YOUR TASK = All records below must be retyped exactly.

··· MATERIAL FOR THE TASK

//! Unit tests for entity records and block-hosting arithmetic.

use super::*;
use crate::db::Db;
use crate::pending::PendingOperationEntry;
use rstest::{fixture, rstest};

#[fixture]
fn hosting() -> VolumeEntry {
    let mut vol = VolumeEntry::new_block_hosting(100, &[]);
    vol.set_raw_capacity(100).expect("raw capacity should fit");
    vol
}

#[rstest]
#[case(100, 98)]
#[case(1100, 1078)]
#[case(49, 48)]
#[case(1, 0)]
#[case(0, 0)]
fn reduce_raw_size_floors_ninety_eight_percent(#[case] raw: u64, #[case] reduced: u64) {
    assert_eq!(reduce_raw_size(raw), reduced);
}

#[rstest]
fn set_raw_capacity_splits_free_and_reserved(hosting: VolumeEntry) {
    assert_eq!(hosting.info.block_info.free_size, 98);
    assert_eq!(hosting.info.block_info.reserved_size, 2);
    assert_eq!(hosting.required_reservation(), 2);
}

#[rstest]
fn modify_free_size_refuses_negative(mut hosting: VolumeEntry) {
    let err = hosting
        .modify_free_size(-99)
        .expect_err("free size cannot go negative");
    assert!(matches!(err, BlockSizeError::Negative { field: "free size", .. }));
    assert_eq!(hosting.info.block_info.free_size, 98);
}

#[rstest]
fn modify_reserved_size_refuses_overflow(mut hosting: VolumeEntry) {
    let err = hosting
        .modify_reserved_size(1)
        .expect_err("free plus reserved cannot exceed size");
    assert!(matches!(err, BlockSizeError::Overflow { size: 100, .. }));
    assert_eq!(hosting.info.block_info.reserved_size, 2);
}

#[rstest]
fn modify_free_size_round_trips_a_block_volume(mut hosting: VolumeEntry) {
    hosting.modify_free_size(-10).expect("take space");
    assert_eq!(hosting.info.block_info.free_size, 88);
    hosting.modify_free_size(10).expect("return space");
    assert_eq!(hosting.info.block_info.free_size, 98);
}

#[rstest]
fn plain_volumes_have_no_block_budget() {
    let mut vol = VolumeEntry::new("data", 10, Durability::default());
    let err = vol.modify_free_size(1).expect_err("not block hosting");
    assert!(matches!(err, BlockSizeError::NotBlockHosting { .. }));
}

#[rstest]
fn add_raw_capacity_grows_both_budgets(mut hosting: VolumeEntry) {
    hosting.info.size = 200;
    hosting.add_raw_capacity(100).expect("growth should fit");
    assert_eq!(hosting.info.block_info.free_size, 196);
    assert_eq!(hosting.info.block_info.reserved_size, 4);
}

#[rstest]
fn total_size_skips_pending_block_volumes(mut hosting: VolumeEntry) {
    let db = Db::temporary().expect("temporary store");
    let mut done = BlockVolumeEntry::new("done", 10, 0, false);
    let mut building = BlockVolumeEntry::new("building", 5, 0, false);
    building.pending = PendingMarker::OwnedBy("op".to_owned());
    done.info.hosting_volume = hosting.info.id.clone();
    hosting.info.block_info.block_volumes = vec![done.info.id.clone(), building.info.id.clone()];
    db.update(|tx| {
        tx.save(&done)?;
        tx.save(&building)
    })
    .expect("seed block volumes");

    let used = db
        .view(|tx| hosting.total_size_block_volumes(tx))
        .expect("sum hosted sizes");
    assert_eq!(used, 10);
    hosting.modify_free_size(-10).expect("account for the committed volume");
    assert!(hosting.block_hosting_size_is_correct(used));
}

#[rstest]
fn device_refuses_over_allocation() {
    let mut device = DeviceEntry::new("node", "/dev/sdb", 100);
    device.storage_allocate(60).expect("fits");
    let err = device.storage_allocate(41).expect_err("does not fit");
    assert!(matches!(err, CapacityError::Exhausted { free: 40, requested: 41, .. }));
    device.storage_free(60).expect("release");
    assert_eq!((device.free_size, device.used_size), (100, 0));
    assert!(device.storage_free(1).is_err());
}

#[rstest]
#[case(100, 1_048_576, 1_048_576, 5_243)]
#[case(150, 1_048_576, 1_572_864, 7_865)]
#[case(100, 1_024, 1_024, 2_048)]
fn brick_sizes_thin_pool_from_snapshot_factor(
    #[case] factor: u64,
    #[case] size: u64,
    #[case] tp_size: u64,
    #[case] metadata: u64,
) {
    let brick = BrickEntry::new(size, factor, "dev", "node", "vol");
    assert_eq!(brick.tp_size, tp_size);
    assert_eq!(brick.pool_metadata_size, metadata);
    assert_eq!(brick.total_size(), tp_size + metadata);
    assert!(brick.path.ends_with(&format!("brick_{}/brick", brick.id)));
}

#[rstest]
fn cloned_bricks_take_no_device_space() {
    let parent = BrickEntry::new(1024, 100, "dev", "node", "vol");
    let clone = BrickEntry::clone_of(&parent, "clone-vol");
    assert_eq!(clone.total_size(), 0);
    assert_eq!(clone.device_id, parent.device_id);
    assert_ne!(clone.id, parent.id);
}

#[rstest]
fn unknown_restriction_deserialises_and_has_no_rank() {
    let parsed: BlockRestriction =
        serde_json::from_str("\"frozen\"").expect("unknown values are tolerated");
    assert_eq!(parsed, BlockRestriction::Unknown);
    assert_eq!(parsed.rank(), None);
    assert_eq!(BlockRestriction::LockedByUpdate.rank(), Some(2));
}

#[rstest]
fn listings_hide_entities_that_are_still_being_created() {
    let db = Db::temporary().expect("temporary store");
    let committed = VolumeEntry::new("committed", 10, Durability::default());
    let mut creating = VolumeEntry::new("creating", 10, Durability::default());
    let mut op = PendingOperationEntry::new();
    op.record_add_volume(&mut creating).expect("record");
    db.update(|tx| {
        tx.save(&committed)?;
        tx.save(&creating)?;
        op.save(tx)
    })
    .expect("seed");

    let (visible, complete) = db
        .view(|tx| Ok::<_, DbError>((list_visible_volumes(tx)?, list_complete_volumes(tx)?)))
        .expect("list");
    assert_eq!(visible.len(), 1);
    assert_eq!(visible.first().map(|v| v.info.name.as_str()), Some("committed"));
    assert_eq!(complete, vec![committed.info.id.clone()]);
}

#[rstest]
fn block_volume_listings_hide_creates_but_keep_deletes() {
    let db = Db::temporary().expect("temporary store");
    let committed = BlockVolumeEntry::new("committed", 5, 0, false);
    let mut creating = BlockVolumeEntry::new("creating", 5, 0, false);
    let mut deleting = BlockVolumeEntry::new("deleting", 5, 0, false);
    let mut create_op = PendingOperationEntry::new();
    create_op
        .record_add_block_volume(&mut creating)
        .expect("record create");
    let mut delete_op = PendingOperationEntry::new();
    delete_op
        .record_delete_block_volume(&mut deleting)
        .expect("record delete");
    db.update(|tx| {
        tx.save(&committed)?;
        tx.save(&creating)?;
        tx.save(&deleting)?;
        create_op.save(tx)?;
        delete_op.save(tx)
    })
    .expect("seed");

    let (visible, mut complete) = db
        .view(|tx| {
            Ok::<_, DbError>((
                list_visible_block_volumes(tx)?,
                list_complete_block_volumes(tx)?,
            ))
        })
        .expect("list");
    let names: Vec<&str> = visible.iter().map(|b| b.info.name.as_str()).collect();
    assert_eq!(names, vec!["committed"]);

    complete.sort();
    let mut want = vec![committed.info.id.clone(), deleting.info.id.clone()];
    want.sort();
    assert_eq!(complete, want);
    assert!(!complete.contains(&creating.info.id));
}

#[rstest]
fn blank_names_are_generated_from_ids() {
    let vol = VolumeEntry::new("  ", 1, Durability::None);
    assert_eq!(vol.info.name, format!("vol_{}", vol.info.id));
    let bvol = BlockVolumeEntry::new("", 1, 0, false);
    assert_eq!(bvol.info.name, format!("blockvol_{}", bvol.info.id));
}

······

REPLY =
//! Unit tests for entity records and block-hosting arithmetic.

use super::*;
use crate::db::Db;
use crate::pending::PendingOperationEntry;
use rstest::{fixture, rstest};

#[fixture]
fn hosting() -> VolumeEntry {
    let mut vol = VolumeEntry::new_block_hosting(100, &[]);
    vol.set_raw_capacity(100).expect("raw capacity should fit");
    vol
}

#[rstest]
#[case(100, 98)]
#[case(1100, 1078)]
#[case(49, 48)]
#[case(1, 0)]
#[case(0, 0)]
fn reduce_raw_size_floors_ninety_eight_percent(#[case] raw: u64, #[case] reduced: u64) {
    assert_eq!(reduce_raw_size(raw), reduced);
}

#[rstest]
fn set_raw_capacity_splits_free_and_reserved(hosting: VolumeEntry) {
    assert_eq!(hosting.info.block_info.free_size, 98);
    assert_eq!(hosting.info.block_info.reserved_size, 2);
    assert_eq!(hosting.required_reservation(), 2);
}

#[rstest]
fn modify_free_size_refuses_negative(mut hosting: VolumeEntry) {
    let err = hosting
        .modify_free_size(-99)
        .expect_err("free size cannot go negative");
    assert!(matches!(err, BlockSizeError::Negative { field: "free size", .. }));
    assert_eq!(hosting.info.block_info.free_size, 98);
}

#[rstest]
fn modify_reserved_size_refuses_overflow(mut hosting: VolumeEntry) {
    let err = hosting
        .modify_reserved_size(1)
        .expect_err("free plus reserved cannot exceed size");
    assert!(matches!(err, BlockSizeError::Overflow { size: 100, .. }));
    assert_eq!(hosting.info.block_info.reserved_size, 2);
}

#[rstest]
fn modify_free_size_round_trips_a_block_volume(mut hosting: VolumeEntry) {
    hosting.modify_free_size(-10).expect("take space");
    assert_eq!(hosting.info.block_info.free_size, 88);
    hosting.modify_free_size(10).expect("return space");
    assert_eq!(hosting.info.block_info.free_size, 98);
}

#[rstest]
fn plain_volumes_have_no_block_budget() {
    let mut vol = VolumeEntry::new("data", 10, Durability::default());
    let err = vol.modify_free_size(1).expect_err("not block hosting");
    assert!(matches!(err, BlockSizeError::NotBlockHosting { .. }));
}

#[rstest]
fn add_raw_capacity_grows_both_budgets(mut hosting: VolumeEntry) {
    hosting.info.size = 200;
    hosting.add_raw_capacity(100).expect("growth should fit");
    assert_eq!(hosting.info.block_info.free_size, 196);
    assert_eq!(hosting.info.block_info.reserved_size, 4);
}

#[rstest]
fn total_size_skips_pending_block_volumes(mut hosting: VolumeEntry) {
    let db = Db::temporary().expect("temporary store");
    let mut done = BlockVolumeEntry::new("done", 10, 0, false);
    let mut building = BlockVolumeEntry::new("building", 5, 0, false);
    building.pending = PendingMarker::OwnedBy("op".to_owned());
    done.info.hosting_volume = hosting.info.id.clone();
    hosting.info.block_info.block_volumes = vec![done.info.id.clone(), building.info.id.clone()];
    db.update(|tx| {
        tx.save(&done)?;
        tx.save(&building)
    })
    .expect("seed block volumes");

    let used = db
        .view(|tx| hosting.total_size_block_volumes(tx))
        .expect("sum hosted sizes");
    assert_eq!(used, 10);
    hosting.modify_free_size(-10).expect("account for the committed volume");
    assert!(hosting.block_hosting_size_is_correct(used));
}

#[rstest]
fn device_refuses_over_allocation() {
    let mut device = DeviceEntry::new("node", "/dev/sdb", 100);
    device.storage_allocate(60).expect("fits");
    let err = device.storage_allocate(41).expect_err("does not fit");
    assert!(matches!(err, CapacityError::Exhausted { free: 40, requested: 41, .. }));
    device.storage_free(60).expect("release");
    assert_eq!((device.free_size, device.used_size), (100, 0));
    assert!(device.storage_free(1).is_err());
}

#[rstest]
#[case(100, 1_048_576, 1_048_576, 5_243)]
#[case(150, 1_048_576, 1_572_864, 7_865)]
#[case(100, 1_024, 1_024, 2_048)]
fn brick_sizes_thin_pool_from_snapshot_factor(
    #[case] factor: u64,
    #[case] size: u64,
    #[case] tp_size: u64,
    #[case] metadata: u64,
) {
    let brick = BrickEntry::new(size, factor, "dev", "node", "vol");
    assert_eq!(brick.tp_size, tp_size);
    assert_eq!(brick.pool_metadata_size, metadata);
    assert_eq!(brick.total_size(), tp_size + metadata);
    assert!(brick.path.ends_with(&format!("brick_{}/brick", brick.id)));
}

#[rstest]
fn cloned_bricks_take_no_device_space() {
    let parent = BrickEntry::new(1024, 100, "dev", "node", "vol");
    let clone = BrickEntry::clone_of(&parent, "clone-vol");
    assert_eq!(clone.total_size(), 0);
    assert_eq!(clone.device_id, parent.device_id);
    assert_ne!(clone.id, parent.id);
}

#[rstest]
fn unknown_restriction_deserialises_and_has_no_rank() {
    let parsed: BlockRestriction =
        serde_json::from_str("\"frozen\"").expect("unknown values are tolerated");
    assert_eq!(parsed, BlockRestriction::Unknown);
    assert_eq!(parsed.rank(), None);
    assert_eq!(BlockRestriction::LockedByUpdate.rank(), Some(2));
}

#[rstest]
fn listings_hide_entities_that_are_still_being_created() {
    let db = Db::temporary().expect("temporary store");
    let committed = VolumeEntry::new("committed", 10, Durability::default());
    let mut creating = VolumeEntry::new("creating", 10, Durability::default());
    let mut op = PendingOperationEntry::new();
    op.record_add_volume(&mut creating).expect("record");
    db.update(|tx| {
        tx.save(&committed)?;
        tx.save(&creating)?;
        op.save(tx)
    })
    .expect("seed");

    let (visible, complete) = db
        .view(|tx| Ok::<_, DbError>((list_visible_volumes(tx)?, list_complete_volumes(tx)?)))
        .expect("list");
    assert_eq!(visible.len(), 1);
    assert_eq!(visible.first().map(|v| v.info.name.as_str()), Some("committed"));
    assert_eq!(complete, vec![committed.info.id.clone()]);
}

#[rstest]
fn block_volume_listings_hide_creates_but_keep_deletes() {
    let db = Db::temporary().expect("temporary store");
    let committed = BlockVolumeEntry::new("committed", 5, 0, false);
    let mut creating = BlockVolumeEntry::new("creating", 5, 0, false);
    let mut deleting = BlockVolumeEntry::new("deleting", 5, 0, false);
    let mut create_op = PendingOperationEntry::new();
    create_op
        .record_add_block_volume(&mut creating)
        .expect("record create");
    let mut delete_op = PendingOperationEntry::new();
    delete_op
        .record_delete_block_volume(&mut deleting)
        .expect("record delete");
    db.update(|tx| {
        tx.save(&committed)?;
        tx.save(&creating)?;
        tx.save(&deleting)?;
        create_op.save(tx)?;
        delete_op.save(tx)
    })
    .expect("seed");

    let (visible, mut complete) = db
        .view(|tx| {
            Ok::<_, DbError>((
                list_visible_block_volumes(tx)?,
                list_complete_block_volumes(tx)?,
            ))
        })
        .expect("list");
    let names: Vec<&str> = visible.iter().map(|b| b.info.name.as_str()).collect();
    assert_eq!(names, vec!["committed"]);

    complete.sort();
    let mut want = vec![committed.info.id.clone(), deleting.info.id.clone()];
    want.sort();
    assert_eq!(complete, want);
    assert!(!complete.contains(&creating.info.id));
}

#[rstest]
fn blank_names_are_generated_from_ids() {
    let vol = VolumeEntry::new("  ", 1, Durability::None);
    assert_eq!(vol.info.name, format!("vol_{}", vol.info.id));
    let bvol = BlockVolumeEntry::new("", 1, 0, false);
    assert_eq!(bvol.info.name, format!("blockvol_{}", bvol.info.id));
}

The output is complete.